Pandas: Concat slow when frames indexed separately

Created on 1 Mar 2018 · 10Comments · Source: pandas-dev/pandas

Code Sample, a copy-pastable example if possible

frames_difindex = []
frames_sameindex = []
for i in range(1000):
  # Create a single-row frame where half the elements are null
  a = np.random.rand(600) - 0.5
  a[a<0] = np.nan

  # All rows here have the same column index
  f = pd.DataFrame({str(i): a}).T
  frames_sameindex.append(f)

  # Rows here will have separate column indices
  f = f.dropna(axis=1)
  frames_difindex.append(f)

%%timeit
_ = pd.concat(frames_sameindex)
# Output:
# 10 loops, best of 3: 50.6 ms per loop

%%timeit
_ = pd.concat(frames_difindex)
# Output:
# 1 loop, best of 3: 24.7 s per loop

Problem description

I've been trying to concat about 50k wide frames (1 or 2 rows by up to 600 cols). I noticed that when the columns are fairly sparse, it takes about 17 hours to complete. That's a huge difference from the nearly immediate result when the indices are all the same.

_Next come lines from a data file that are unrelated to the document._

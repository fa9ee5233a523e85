//! Live metrics over WebSocket.
//!
//! # Data Flow
//! ```text
//! MetricsHub ──try_send──→ per-socket channel ──JSON text frame──→ client
//! ```
//!
//! # Design Decisions
//! - One hub subscription per socket, dropped when the socket task ends
//! - Inbound frames are only watched for close; content is ignored
//! - A send error ends the session

use axum::{
    extract::{
        ws::{Message, WebSocket, WebSocketUpgrade},
        State,
    },
    response::Response,
};
use futures_util::{SinkExt, StreamExt};
use uuid::Uuid;

use crate::admin::AppState;

pub async fn realtime_ws(ws: WebSocketUpgrade, State(state): State<AppState>) -> Response {
    ws.on_upgrade(move |socket| stream_metrics(socket, state))
}

async fn stream_metrics(socket: WebSocket, state: AppState) {
    let session = Uuid::new_v4();
    let (subscription, mut samples) = state
        .hub
        .subscribe_channel(state.config.metrics.subscriber_buffer);
    tracing::info!(%session, subscriber = subscription.id(), "Realtime session opened");

    let (mut sender, mut receiver) = socket.split();

    loop {
        tokio::select! {
            sample = samples.recv() => {
                let Some(sample) = sample else { break };
                let frame = match serde_json::to_string(sample.as_ref()) {
                    Ok(frame) => frame,
                    Err(e) => {
                        tracing::warn!(%session, error = %e, "Could not encode metrics sample");
                        continue;
                    }
                };
                if sender.send(Message::Text(frame.into())).await.is_err() {
                    break;
                }
            }
            inbound = receiver.next() => {
                match inbound {
                    Some(Ok(Message::Close(_))) | Some(Err(_)) | None => break,
                    Some(Ok(_)) => {}
                }
            }
        }
    }

    drop(subscription);
    tracing::info!(%session, "Realtime session closed");
}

I boiled it down to the above example where you can see the 500x difference for just a set of 1000 dataframes.

I've been trying to find a better way of doing this, but haven't had any luck. So I'm reporting it here.
Even https://tomaugspurger.github.io/modern-4-performance.html suggests that concat() should be the way to go.

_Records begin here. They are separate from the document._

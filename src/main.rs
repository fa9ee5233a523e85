//! nginx console server.
//!
//! # Architecture Overview
//!
//! ```text
//!                        ┌──────────────────────────────────────────────┐
//!                        │                 NGINX CONSOLE                 │
//!                        │                                               │
//!   Admin client         │  ┌─────────┐    ┌──────────┐    ┌──────────┐  │
//!   ─────────────────────┼─▶│  admin  │───▶│  store   │───▶│   site   │  │──▶ sites-available/
//!                        │  │ router  │    │          │    │  codec   │  │    sites-enabled/
//!                        │  └────┬────┘    └────┬─────┘    └──────────┘  │    conf.d/
//!                        │       │              └── nginx -s reload ─────┼──▶ nginx
//!                        │       │              └── certbot ─────────────┼──▶ certbot
//!                        │       │                                       │
//!                        │       ├──▶ analytics (reader → parser → aggregator) ◀── access.log
//!                        │       │                                       │
//!   WebSocket ◀──────────┼───────┴──── realtime hub ◀── sampler ◀── probes (stub_status, ps, /proc)
//!                        │                                               │
//!                        │  config · observability · lifecycle           │
//!                        └──────────────────────────────────────────────┘
//! ```

use std::path::PathBuf;
use std::time::Duration;

use clap::Parser;

use nginx_console::config::{load_config, ConsoleConfig};
use nginx_console::lifecycle::{self, signals, Shutdown};
use nginx_console::observability::{self, metrics};

/// Grace period for open connections after a shutdown signal.
const DRAIN_TIMEOUT: Duration = Duration::from_secs(10);

#[derive(Parser)]
#[command(name = "nginx-console", version, about = "Admin API for nginx sites, logs and live metrics")]
struct Args {
    /// TOML configuration file; built-in defaults are used when omitted.
    #[arg(short, long, env = "CONSOLE_CONFIG")]
    config: Option<PathBuf>,
}

#[tokio::main]
async fn main() -> Result<(), Box<dyn std::error::Error>> {
    let args = Args::parse();

    let config = match &args.config {
        Some(path) => load_config(path)?,
        None => ConsoleConfig::default(),
    };

    observability::init_logging(&config.observability)?;
    tracing::info!(version = env!("CARGO_PKG_VERSION"), "nginx-console starting");
    if args.config.is_none() {
        tracing::warn!("No --config given, using built-in defaults");
    }

    if config.observability.metrics_enabled {
        match config.observability.metrics_address.parse() {
            Ok(addr) => {
                if let Err(e) = metrics::init_metrics(addr) {
                    tracing::error!(error = %e, "Failed to start metrics endpoint");
                }
            }
            Err(_) => tracing::error!(
                metrics_address = %config.observability.metrics_address,
                "Failed to parse metrics address"
            ),
        }
    }

    let shutdown = Shutdown::new();
    signals::spawn_signal_handler(shutdown.clone());

    let server = lifecycle::run(config, shutdown.clone());
    let drain_deadline = async {
        shutdown.wait().await;
        tokio::time::sleep(DRAIN_TIMEOUT).await;
    };

    tokio::select! {
        result = server => result?,
        _ = drain_deadline => tracing::warn!("Drain timeout elapsed, closing remaining connections"),
    }

    tracing::info!("Shutdown complete");
    Ok(())
}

Output of `pd.show_versions()`

INSTALLED VERSIONS

commit: None
python: 2.7.14.final.0
python-bits: 64
OS: Linux
OS-release: 4.4.96+
machine: x86_64
processor: x86_64
byteorder: little
LC_ALL: None
LANG: en_US.UTF-8
LOCALE: None.None

pandas: 0.22.0
pytest: None
pip: 9.0.1
setuptools: 36.2.7
Cython: None
numpy: 1.14.0
scipy: 0.19.1
pyarrow: None
xarray: None
IPython: 5.5.0
sphinx: None
patsy: 0.5.0
dateutil: 2.5.3
pytz: 2016.7
blosc: None
bottleneck: None
tables: None
numexpr: None
feather: None
matplotlib: 2.1.2
openpyxl: None
xlrd: None
xlwt: None
xlsxwriter: None
lxml: None
bs4: 4.6.0
html5lib: 0.999999999
sqlalchemy: None
pymysql: None
psycopg2: None
jinja2: 2.8
s3fs: None
fastparquet: None
pandas_gbq: 0.3.0
pandas_datareader: None

Performance Reshaping

Source

jeremywhelchel

Most helpful comment

Yeah, looks like there should be some way to speed situations like this up, but I'm not super familiar with this part of the codebase.

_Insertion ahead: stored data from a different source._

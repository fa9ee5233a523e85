//! Access-log line parser.
//!
//! Expected layout (combined format plus a trailing request time):
//!
//! ```text
//! 203.0.113.5 - - [10/Oct/2023:13:55:36 +0000] "GET /index.html HTTP/1.1" 200 512 "-" "curl/7.68.0" 0.012
//! ```
//!
//! The protocol inside the request quote and the zone offset inside the
//! brackets are optional. Timestamps without an offset are taken as UTC.

use chrono::{DateTime, NaiveDateTime, Utc};
use once_cell::sync::Lazy;
use regex::Regex;
use serde::{Deserialize, Serialize};

static LINE_PATTERN: Lazy<Regex> = Lazy::new(|| {
    Regex::new(
        r#"^(\S+) \S+ \S+ \[([^\]]+)\] "(\S+) (\S+)(?: [^"]*)?" (\d{3}) (?:\d+|-) "([^"]*)" "([^"]*)" (\d+(?:\.\d+)?)$"#,
    )
    .expect("access log pattern is valid")
});

const ZONED_FORMAT: &str = "%d/%b/%Y:%H:%M:%S %z";
const NAIVE_FORMAT: &str = "%d/%b/%Y:%H:%M:%S";

/// One parsed access-log line.
#[derive(Debug, Clone, PartialEq, Serialize, Deserialize)]
pub struct AccessLogEntry {
    pub timestamp: DateTime<Utc>,
    pub client_ip: String,
    pub method: String,
    pub path: String,
    pub status_code: u16,
    /// Trailing request-time field, as written by the server.
    pub response_time_ms: f64,
    pub user_agent: String,
}

/// Parse one log line. Returns `None` for anything that does not match the layout.
pub fn parse_line(line: &str) -> Option<AccessLogEntry> {
    let line = line.trim_end_matches(['\r', '\n']);
    let caps = LINE_PATTERN.captures(line)?;

    Some(AccessLogEntry {
        timestamp: parse_timestamp(&caps[2])?,
        client_ip: caps[1].to_string(),
        method: caps[3].to_string(),
        path: caps[4].to_string(),
        status_code: caps[5].parse().ok()?,
        response_time_ms: caps[8].parse().ok()?,
        user_agent: caps[7].to_string(),
    })
}

/// Normalize the bracketed log timestamp to UTC.
pub fn parse_timestamp(raw: &str) -> Option<DateTime<Utc>> {
    if let Ok(zoned) = DateTime::parse_from_str(raw, ZONED_FORMAT) {
        return Some(zoned.with_timezone(&Utc));
    }
    NaiveDateTime::parse_from_str(raw, NAIVE_FORMAT)
        .ok()
        .map(|naive| naive.and_utc())
}

#[cfg(test)]
mod tests {
    use super::*;
    use chrono::TimeZone;

    #[test]
    fn test_parse_documented_layout() {
        let line = r#"203.0.113.5 - - [10/Oct/2023:13:55:36] "GET /index.html" 200 512 "-" "curl/7.68.0" 0.012"#;
        let entry = parse_line(line).unwrap();
        assert_eq!(entry.client_ip, "203.0.113.5");
        assert_eq!(entry.method, "GET");
        assert_eq!(entry.path, "/index.html");
        assert_eq!(entry.status_code, 200);
        assert_eq!(entry.response_time_ms, 0.012);
        assert_eq!(entry.user_agent, "curl/7.68.0");
        assert_eq!(entry.timestamp, Utc.with_ymd_and_hms(2023, 10, 10, 13, 55, 36).unwrap());
    }

    #[test]
    fn test_parse_nginx_combined_with_zone_and_protocol() {
        let line = "198.51.100.7 - alice [10/Oct/2023:15:55:36 +0200] \"POST /api/items?id=3 HTTP/1.1\" 201 0 \"https://ref.test/\" \"Mozilla/5.0 (X11; Linux)\" 1.250\r\n";
        let entry = parse_line(line).unwrap();
        assert_eq!(entry.method, "POST");
        assert_eq!(entry.path, "/api/items?id=3");
        assert_eq!(entry.status_code, 201);
        assert_eq!(entry.user_agent, "Mozilla/5.0 (X11; Linux)");
        assert_eq!(entry.response_time_ms, 1.25);
        assert_eq!(entry.timestamp, Utc.with_ymd_and_hms(2023, 10, 10, 13, 55, 36).unwrap());
    }

    #[test]
    fn test_malformed_lines_are_skipped() {
        let truncated = r#"203.0.113.5 - - [10/Oct/2023:13:55:36] "GET /index.html" 200 512 "-" "curl"#;
        let reordered = r#"[10/Oct/2023:13:55:36] 203.0.113.5 - - "GET /" 200 512 "-" "curl" 0.1"#;
        let bad_date = r#"203.0.113.5 - - [99/Foo/2023:13:55:36] "GET /" 200 512 "-" "curl" 0.1"#;
        let no_time = r#"203.0.113.5 - - [10/Oct/2023:13:55:36] "GET /" 200 512 "-" "curl""#;

        for line in [truncated, reordered, bad_date, no_time, "", "garbage"] {
            assert!(parse_line(line).is_none(), "line {line:?}");
        }
    }
}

Some quickly put together timings using a generic approach that forces reindexing:

In [2]: from pandas.core.indexes.api import _union_indexes
   ...:
   ...: def concat_force_reindex(dfs):
   ...:     all_cols = _union_indexes([df.columns for df in dfs])
   ...:     dfs = (df.reindex(columns=all_cols) for df in dfs)
   ...:     return pd.concat(dfs)

In [3]: a = pd.concat(frames_difindex)

In [4]: b = concat_force_reindex(frames_difindex)

In [5]: a.equals(b)
Out[5]: True

In [6]: %timeit concat_force_reindex(frames_difindex)
667 ms ± 3.4 ms per loop (mean ± std. dev. of 7 runs, 1 loop each)

In [7]: %timeit pd.concat(frames_difindex)
26.8 s ± 587 ms per loop (mean ± std. dev. of 7 runs, 1 loop each)

In [8]: %timeit pd.concat(frames_sameindex)
50.3 ms ± 349 µs per loop (mean ± std. dev. of 7 runs, 10 loops each)

So force reindexing is ~13x slower than concating with common columns, but it's better than the baseline ~530x difference.

jschendel on 2 Mar 2018

👍3

All 10 comments

Hi, thanks for submitting this issue

Yeah, concats are usually the way to go, but that's usually under the assumption that all the DataFrame columns are the same. Which is the case in your frames_sameindex but not in frames_difindex.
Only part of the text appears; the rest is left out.